Manufacturing Social Distress
Ever since I had read Eric Fromm's The Sane Society I had been preoccupied by the way in which society can become sick and how the symptoms of the disease actually manifest themselves; and I decided to write a book that would focus on "the psychology of malefaction." I was convinced that the problems that Fromm had identified in his book paled in comparison to those that were bedeviling society four decades later. The problems had changed a great deal in the interim and I believed that a different approach was required to address them. One of the phenomena I was anxious to explore was the prominent role that the psychopath played in society and how psychopaths were depicted, even glorified in pop culture. Could a person actually be evil? I recall meeting Harry Murray while I was exploring the phenomenon of the psychopath. He had an interest in the subject himself and told me that if I wanted to find out more about psychopaths I should read Whittaker Chambers' Witness. He said it was the best book on psychopathy. Harry should know since he had served as an expert witness in the Alger Hiss case in which Chambers was the most prominent witness for the prosecution. The jury did not pay any attention to Harry's testimony, though. At first I could not quite understand why Harry wanted me to read Chambers' book. When Murray had said he read Witness by Chambers, I did not realize why. Then I understood: Whittaker Chambers was not just writing about psychopaths; he was a psychopath and if I wanted to gain a good understanding of what goes on in the mind of one there were few better examples. I also realized that the reason that Harry wanted me to consider the Chambers book was because he was the expert witness for Alger Hiss and as we all know Harry lost the case and Chambers won.
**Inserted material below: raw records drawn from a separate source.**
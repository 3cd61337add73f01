//! Alert query and acknowledgement.
//!
//! Reads merge the persisted alerts with the in-process log, so alerts from
//! earlier runs and ones not yet flushed both show up.

use axum::{
    extract::{Query, State},
    Json,
};
use chrono::Utc;
use serde::{Deserialize, Serialize};
use std::collections::HashSet;
use tracing::info;
use validator::Validate;

use super::{error::ApiError, response::CommandResponse};
use crate::controller::AppState;
use crate::domain::{Alert, AlertFilter, AlertStats};
use crate::repo::ALERT_QUERY_LIMIT;

#[derive(Debug, Serialize)]
pub struct AlertsResponse {
    pub success: bool,
    pub alerts: Vec<Alert>,
    pub stats: AlertStats,
}

/// Union by id, the first occurrence wins. Newest first, at most `limit`.
pub fn merge_alerts(primary: Vec<Alert>, secondary: Vec<Alert>, limit: usize) -> Vec<Alert> {
    let mut seen = HashSet::new();
    let mut merged: Vec<Alert> = primary
        .into_iter()
        .chain(secondary)
        .filter(|a| seen.insert(a.id.clone()))
        .collect();
    merged.sort_by(|a, b| b.timestamp.cmp(&a.timestamp));
    merged.truncate(limit);
    merged
}

pub async fn list_alerts(
    State(st): State<AppState>,
    Query(filter): Query<AlertFilter>,
) -> Result<Json<AlertsResponse>, ApiError> {
    let stored = st.repos.alerts.query(&filter, ALERT_QUERY_LIMIT).await?;
    let alerts = merge_alerts(stored, st.alerts.alerts(&filter), ALERT_QUERY_LIMIT);
    Ok(Json(AlertsResponse {
        success: true,
        stats: st.alerts.stats(),
        alerts,
    }))
}

#[derive(Debug, Deserialize, Validate)]
pub struct AlertCommand {
    #[validate(length(min = 1, max = 128))]
    pub alert_id: String,
    #[validate(length(min = 1))]
    pub action: String,
}

pub async fn update_alert(
    State(st): State<AppState>,
    Json(cmd): Json<AlertCommand>,
) -> Result<Json<CommandResponse>, ApiError> {
    cmd.validate()?;
    if cmd.action != "acknowledge" {
        return Err(ApiError::BadRequest(format!("unsupported action: {}", cmd.action)));
    }

    let now = Utc::now();
    let in_memory = st.alerts.acknowledge_at(&cmd.alert_id, now);
    let stored = st.repos.alerts.acknowledge(&cmd.alert_id, now).await?;

    if in_memory || stored {
        info!(alert_id = %cmd.alert_id, in_memory, stored, "alert acknowledged");
        Ok(Json(CommandResponse::new(true, "Alert acknowledged")))
    } else {
        Ok(Json(CommandResponse::new(false, "Alert not found")))
    }
}
use chrono::{DateTime, Utc};
use serde::{Deserialize, Serialize};
use strum::{Display, EnumString};

use super::{PredictionFactors, SimulationFactors};

/// Deviation magnitude tier. Declared in ascending order.
#[derive(
    Debug, Clone, Copy, PartialEq, Eq, PartialOrd, Ord, Hash, Serialize, Deserialize, Display, EnumString,
)]
#[serde(rename_all = "lowercase")]
#[strum(serialize_all = "lowercase")]
pub enum Severity {
    Low,
    Medium,
    High,
    Critical,
}

/// Most likely root cause of a deviation.
#[derive(Debug, Clone, Copy, PartialEq, Eq, Hash, Serialize, Deserialize, Display, EnumString)]
#[serde(rename_all = "lowercase")]
#[strum(serialize_all = "lowercase")]
pub enum AlertType {
    Performance,
    Equipment,
    Weather,
    Maintenance,
}

/// Factor snapshot attached to an alert for root-cause classification.
#[derive(Debug, Clone, Copy, PartialEq, Serialize, Deserialize)]
pub struct AlertFactors {
    pub equipment_efficiency: f64,
    pub maintenance_status: f64,
    pub weather_impact: f64,
    #[serde(default, skip_serializing_if = "Option::is_none")]
    pub prediction: Option<PredictionFactors>,
}

impl AlertFactors {
    pub fn new(simulation: &SimulationFactors, prediction: Option<PredictionFactors>) -> Self {
        Self {
            equipment_efficiency: simulation.equipment_efficiency,
            maintenance_status: simulation.maintenance_status,
            weather_impact: simulation.weather_impact,
            prediction,
        }
    }

    pub const EQUIPMENT_LIMIT: f64 = 0.8;
    pub const MAINTENANCE_LIMIT: f64 = 0.85;
    pub const WEATHER_LIMIT: f64 = 0.6;

    /// First matching cause wins: equipment, maintenance, weather.
    pub fn classify(&self) -> AlertType {
        if self.equipment_efficiency < Self::EQUIPMENT_LIMIT {
            AlertType::Equipment
        } else if self.maintenance_status < Self::MAINTENANCE_LIMIT {
            AlertType::Maintenance
        } else if self.weather_impact < Self::WEATHER_LIMIT {
            AlertType::Weather
        } else {
            AlertType::Performance
        }
    }

    /// Human readable list of every cause that applies.
    pub fn possible_causes(&self) -> Vec<&'static str> {
        let mut causes = Vec::new();
        if self.equipment_efficiency < Self::EQUIPMENT_LIMIT {
            causes.push("Equipment efficiency issues detected");
        }
        if self.maintenance_status < Self::MAINTENANCE_LIMIT {
            causes.push("Maintenance required");
        }
        if self.weather_impact < Self::WEATHER_LIMIT {
            causes.push("Adverse weather conditions");
        }
        if let Some(p) = &self.prediction {
            if p.cloudiness < 0.5 {
                causes.push("High cloud cover reducing solar irradiance");
            }
            if p.temperature < 0.8 {
                causes.push("High temperature reducing panel efficiency");
            }
        }
        causes
    }
}

#[derive(Debug, Clone, PartialEq, Serialize, Deserialize)]
pub struct Alert {
    pub id: String,
    pub building_id: String,
    pub building_name: String,
    #[serde(rename = "type")]
    pub alert_type: AlertType,
    pub severity: Severity,
    pub title: String,
    pub message: String,
    pub actual_kw: f64,
    pub predicted_kw: f64,
    /// actual - predicted
    pub difference: f64,
    pub difference_percentage: f64,
    pub timestamp: DateTime<Utc>,
    pub acknowledged: bool,
    #[serde(default, skip_serializing_if = "Option::is_none")]
    pub acknowledged_at: Option<DateTime<Utc>>,
    #[serde(default, skip_serializing_if = "Option::is_none")]
    pub factors: Option<AlertFactors>,
}

impl Alert {
    pub fn summary(&self) -> AlertSummary {
        AlertSummary {
            id: self.id.clone(),
            severity: self.severity,
            title: self.title.clone(),
            message: self.message.clone(),
        }
    }
}

/// Compact alert reference embedded in analysis results.
#[derive(Debug, Clone, PartialEq, Serialize, Deserialize)]
pub struct AlertSummary {
    pub id: String,
    pub severity: Severity,
    pub title: String,
    pub message: String,
}

/// Counts over an alert log. Per-severity counts cover unacknowledged alerts only.
#[derive(Debug, Clone, Copy, Default, PartialEq, Eq, Serialize, Deserialize)]
pub struct AlertStats {
    pub total: usize,
    pub unacknowledged: usize,
    pub critical: usize,
    pub high: usize,
    pub medium: usize,
    pub low: usize,
}

impl AlertStats {
    pub fn from_alerts<'a>(alerts: impl IntoIterator<Item = &'a Alert>) -> Self {
        let mut stats = Self::default();
        for alert in alerts {
            stats.total += 1;
            if alert.acknowledged {
                continue;
            }
            stats.unacknowledged += 1;
            match alert.severity {
                Severity::Critical => stats.critical += 1,
                Severity::High => stats.high += 1,
                Severity::Medium => stats.medium += 1,
                Severity::Low => stats.low += 1,
            }
        }
        stats
    }
}

/// Query over alerts; unset fields match everything.
#[derive(Debug, Clone, Default, PartialEq, Deserialize)]
pub struct AlertFilter {
    pub building_id: Option<String>,
    pub acknowledged: Option<bool>,
    pub severity: Option<Severity>,
}

impl AlertFilter {
    pub fn matches(&self, alert: &Alert) -> bool {
        self.building_id.as_deref().map_or(true, |id| alert.building_id == id)
            && self.acknowledged.map_or(true, |ack| alert.acknowledged == ack)
            && self.severity.map_or(true, |sev| alert.severity == sev)
    }
}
My book, which was the study of social psychopathology in world culture, Manufacturing Social Distress, appeared in 1997. I later wrote another book, which was based on the original Manufacturing Social Distress, entitled Psychopaths in Everyday Life (Rieber, 2004). In the conclusion, I wrote, "Normalized psychopathology in high places, in my view, is largely the result of social distress as it has become institutionalized in the emerging world culture. Put simply, the psychopathology of everyday life will continue to prevail until we cease to be proud of those things of which we should be ashamed."
Rieber's Gang
Rieber's "gang" is a phrase that Jerry Bruner branded us with back in the 1980s when I started an informal gathering of a group of old friends and colleagues to meet for dinner at Columbia University club to discuss our mutual interest. From time to time we would ask a guest to join us, Jerry was one of our first guests, and after the meeting ended he referred to us affectionately as Rieber's "gang." I suppose unconsciously, I had in mind a group that had existed in the late nineteenth century (Menand, 2001). This group referred to itself ironically and half-defiantly, as the metaphysical club. Among the members were Oliver Wendel Holmes Jr., John Fisk, Charles S. Peirce, Chauncy Wright, and William James. A similar group also existed in England approximately at the same time. These groups tend to last for about ten years and then gradually fade away; our group had the same fate. But during its active and fruitful lifetime, it provided a most stimulating and rewarding floor for all of us. The regular members were myself, Herbert Spiegel, Joe Jaffe, Tom Langner, Zvi Lothane, Jason Brown, Maurice Green, and William Stewart. We had many more irregulars who tended to show up much less frequently. Our meetings averaged once a month and for the most part consisted of enjoying a wonderful buffet dinner at which time we exchanged lot of information about ourselves, our work as well as the current rumors that were going around about the politics of professional and personal lives.